Aujourd’hui, l’emploi du temps n’a plus le pouvoir absolu à la maison. On essaie juste de mieux respecter les rythmes de chacun. On a repensé le partage des tâches. Moins de rigueur. Plus d’écoute et de souplesse pour rester fexible face aux humeurs et imprévus qui, malgré le confinement, font toujours partie des journées ! Les responsabilités sont mieux partagées avec Monsieur et tout le monde met la main à la patte. Ça a du bon ! Aujourd’hui, j’exprime sans culpabilité mes besoins et les enfants – qui eux, n’ont pas attendu le confinement pour le faire – prennent davantage en compte nos susceptibilités… Un vrai mieux ! Du positif ressort donc de ce marasme et prend même le pas sur le choc et la morosité des débuts.

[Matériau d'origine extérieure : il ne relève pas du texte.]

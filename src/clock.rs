//! Injectable wall clock
//!
//! Mesocycle transitions, fatigue decay and plateau cooldowns all depend on
//! "now". Services take a `&dyn Clock` so tests can pin time.

use chrono::{DateTime, Duration, NaiveDate, Utc};
use std::sync::RwLock;

/// Source of the current instant (UTC)
pub trait Clock: Send + Sync {
    fn now(&self) -> DateTime<Utc>;

    /// Current calendar date in UTC
    fn today(&self) -> NaiveDate {
        self.now().date_naive()
    }
}

/// Real system time
#[derive(Debug, Default, Clone, Copy)]
pub struct SystemClock;

impl Clock for SystemClock {
    fn now(&self) -> DateTime<Utc> {
        Utc::now()
    }
}

/// Manually controlled clock for tests and replays
#[derive(Debug)]
pub struct FixedClock {
    now: RwLock<DateTime<Utc>>,
}

impl FixedClock {
    pub fn new(now: DateTime<Utc>) -> Self {
        Self {
            now: RwLock::new(now),
        }
    }

    pub fn set(&self, now: DateTime<Utc>) {
        if let Ok(mut guard) = self.now.write() {
            *guard = now;
        }
    }

    pub fn advance(&self, by: Duration) {
        if let Ok(mut guard) = self.now.write() {
            *guard += by;
        }
    }
}

impl Clock for FixedClock {
    fn now(&self) -> DateTime<Utc> {
        match self.now.read() {
            Ok(guard) => *guard,
            Err(poisoned) => *poisoned.into_inner(),
        }
    }
}
//! Mesocycle phase progression
//!
//! Accumulation (3 weeks) → intensification (3 weeks) → deload (1 week) →
//! next cycle. Progress is a pure function of the calendar: the stored row is
//! advanced lazily whenever it is read. Within a cycle the row is rewritten in
//! place; a cycle boundary closes the row and starts a new one.

use chrono::{Duration, NaiveDate};
use rusqlite::Connection;
use serde::{Deserialize, Serialize};
use tracing::info;

use crate::database::{self, DatabaseError};
use crate::models::{Mesocycle, MesocyclePhase};

impl MesocyclePhase {
    /// Phase length in weeks
    pub fn duration_weeks(&self) -> i64 {
        match self {
            MesocyclePhase::Accumulation => 3,
            MesocyclePhase::Intensification => 3,
            MesocyclePhase::Deload => 1,
        }
    }

    /// Multiplier applied to the working 1RM while in this phase
    pub fn load_modifier(&self) -> f64 {
        match self {
            MesocyclePhase::Accumulation => 1.00,
            MesocyclePhase::Intensification => 1.02,
            MesocyclePhase::Deload => 0.90,
        }
    }

    pub fn next(&self) -> MesocyclePhase {
        match self {
            MesocyclePhase::Accumulation => MesocyclePhase::Intensification,
            MesocyclePhase::Intensification => MesocyclePhase::Deload,
            MesocyclePhase::Deload => MesocyclePhase::Accumulation,
        }
    }
}

/// Position inside a cycle
#[derive(Debug, Clone, Copy, PartialEq, Eq, Serialize, Deserialize)]
pub struct PhaseState {
    pub phase: MesocyclePhase,
    pub start_date: NaiveDate,
    pub week_number: u32,
}

/// Result of replaying the calendar from a stored state
#[derive(Debug, Clone, Copy, PartialEq, Eq)]
pub struct Advance {
    pub state: PhaseState,
    /// The last deload the replay walked through, if a cycle boundary was crossed
    pub closed_deload: Option<PhaseState>,
}

fn week_in_phase(start: NaiveDate, today: NaiveDate) -> u32 {
    let days = (today - start).num_days();
    if days < 0 {
        1
    } else {
        (days / 7 + 1) as u32
    }
}

/// Walk phase transitions until reaching the phase that contains `today`
pub fn advance(current: PhaseState, today: NaiveDate) -> Advance {
    let mut state = PhaseState {
        week_number: week_in_phase(current.start_date, today),
        ..current
    };
    let mut closed_deload = None;

    while i64::from(state.week_number) > state.phase.duration_weeks() {
        let next_start = state.start_date + Duration::weeks(state.phase.duration_weeks());
        if next_start > today {
            break;
        }
        if state.phase == MesocyclePhase::Deload {
            closed_deload = Some(PhaseState {
                week_number: 1,
                ..state
            });
        }
        state = PhaseState {
            phase: state.phase.next(),
            start_date: next_start,
            week_number: week_in_phase(next_start, today),
        };
    }

    Advance { state, closed_deload }
}

/// Load the user's current cycle row, advancing or creating it as needed.
///
/// Call inside a write transaction; repeated calls on the same `today` are
/// no-ops after the first.
pub fn get_or_create_current(
    conn: &Connection,
    user_id: i64,
    today: NaiveDate,
) -> Result<Mesocycle, DatabaseError> {
    let Some(row) = database::latest_mesocycle(conn, user_id)? else {
        let created = database::insert_mesocycle(conn, user_id, MesocyclePhase::Accumulation, today, 1)?;
        info!(user_id, cycle_id = created.id, "started first mesocycle");
        return Ok(created);
    };

    if today < row.start_date {
        return Ok(Mesocycle {
            week_number: 1,
            ..row
        });
    }

    let stored = PhaseState {
        phase: row.phase,
        start_date: row.start_date,
        week_number: row.week_number,
    };
    let Advance { state, closed_deload } = advance(stored, today);

    if let Some(deload) = closed_deload {
        let closed = Mesocycle {
            phase: deload.phase,
            start_date: deload.start_date,
            week_number: deload.week_number,
            ..row.clone()
        };
        if closed != row {
            database::update_mesocycle(conn, &closed)?;
        }
        let created =
            database::insert_mesocycle(conn, user_id, state.phase, state.start_date, state.week_number)?;
        info!(
            user_id,
            closed_cycle = row.id,
            cycle_id = created.id,
            phase = %created.phase,
            "started new mesocycle"
        );
        return Ok(created);
    }

    if state == stored {
        return Ok(row);
    }

    let updated = Mesocycle {
        phase: state.phase,
        start_date: state.start_date,
        week_number: state.week_number,
        ..row
    };
    database::update_mesocycle(conn, &updated)?;
    if updated.phase != stored.phase {
        info!(user_id, cycle_id = updated.id, phase = %updated.phase, "mesocycle phase advanced");
    }
    Ok(updated)
}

Dans la Baie de San Francisco, nous sommes confinés jusqu’au 31 mai, avec possibilité de prolongation. Pas d’école avant la rentrée des classes prochaine et elle s’annonce déjà délicate… Qui peut prédire comment cela évoluera ? Ce qu’il se passera demain, le mois prochain ou à la fin de l’année ? Qui sait ? Je prends donc la décision – très difficile pour ma personnalité à tendance control-freak – de lâcher prise. Au moins un peu.

Les conséquences du passage destructeur de cette tornade n’en sont qu’à leurs prémices. Mais comme après toute tempête, vient le temps de la reconstruction… Tout ce que j’espère, alors même que la France reprend le chemin de la mobilité, c’est que nous garderons ces moments inédits en tête pour ne pas faire « comme avant ». Pour réfléchir à nos modèles économiques, à nos manières de consommer, de faire de la politique. J’espère très sincèrement que des consciences vont s’élever et que nous ne repartirons pas comme des moutons de Panurge dans une vie qui nous conduira à reproduire ce qui nous a mené à cette situation.

D’ici là, parce que nous avons envie de cultiver l’espoir et de diffuser autant d’ondes positives que possible, Ava, Raphaël, Jérémie et moi avons repris un tube de Bobby McFerrin. Un titre enregistré dans un studio de Berkeley, notre ville d’adoption. On a réécrit des paroles en mode Covid-19 et on a mis tout notre coeur à chanter ce mantra : « Don’t Worry, Be Happy ».